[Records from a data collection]
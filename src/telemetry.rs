//! Telemetry initialization (tracing/tracing-subscriber).
//!
//! - LOG_LEVEL holds `EnvFilter` directives; `DEFAULT_FILTER` applies when unset or invalid.
//! - LOG_FORMAT=json switches to JSON lines, anything else is human-readable text.
//!
//! Targets used across the crate:
//! - `generation`: orchestrator (chunk plans, retries, duplicate warnings)
//! - `grading`: grading engine (AI path, fallback, phase transitions)
//! - `lessonforge_backend`: server, gateway, stores
//!
//! The tower-http TraceLayer adds per-request spans on top of these.

use tracing_subscriber::EnvFilter;

pub const DEFAULT_FILTER: &str = "info,generation=debug,grading=debug,lessonforge_backend=debug,tower_http=info,axum=info";

#[derive(Clone, Copy, Debug, PartialEq, Eq)]
pub enum LogFormat {
    Pretty,
    Json,
}

impl LogFormat {
    pub fn parse(raw: Option<&str>) -> Self {
        match raw.map(|s| s.trim().to_ascii_lowercase()) {
            Some(s) if s == "json" => LogFormat::Json,
            _ => LogFormat::Pretty,
        }
    }
}

pub fn init_tracing() {
    let filter = EnvFilter::try_from_env("LOG_LEVEL").unwrap_or_else(|_| EnvFilter::new(DEFAULT_FILTER));

    let builder = tracing_subscriber::fmt()
        .with_env_filter(filter)
        .with_target(true)
        .with_file(true)
        .with_line_number(true);

    // The two builders are different types, so each branch initializes its own.
    match LogFormat::parse(std::env::var("LOG_FORMAT").ok().as_deref()) {
        LogFormat::Json => builder.json().init(),
        LogFormat::Pretty => builder.init(),
    }
}

#[cfg(test)]
mod tests {
    use super::*;

    #[test]
    fn only_json_selects_json_output() {
        assert_eq!(LogFormat::parse(Some("json")), LogFormat::Json);
        assert_eq!(LogFormat::parse(Some(" JSON ")), LogFormat::Json);
        assert_eq!(LogFormat::parse(Some("pretty")), LogFormat::Pretty);
        assert_eq!(LogFormat::parse(None), LogFormat::Pretty);
    }

    #[test]
    fn default_filter_parses() {
        assert!(DEFAULT_FILTER.parse::<EnvFilter>().is_ok());
    }
}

[EXERCISE]
Out of the data above, transcribe exactly and only the lines starting with the line that has "Some(s) if s" and going on through the line that has "#[cfg(test)]", both included.

[ANSWER SECTION]
            Some(s) if s == "json" => LogFormat::Json,
            _ => LogFormat::Pretty,
        }
    }
}

pub fn init_tracing() {
    let filter = EnvFilter::try_from_env("LOG_LEVEL").unwrap_or_else(|_| EnvFilter::new(DEFAULT_FILTER));

    let builder = tracing_subscriber::fmt()
        .with_env_filter(filter)
        .with_target(true)
        .with_file(true)
        .with_line_number(true);

    // The two builders are different types, so each branch initializes its own.
    match LogFormat::parse(std::env::var("LOG_FORMAT").ok().as_deref()) {
        LogFormat::Json => builder.json().init(),
        LogFormat::Pretty => builder.init(),
    }
}

#[cfg(test)]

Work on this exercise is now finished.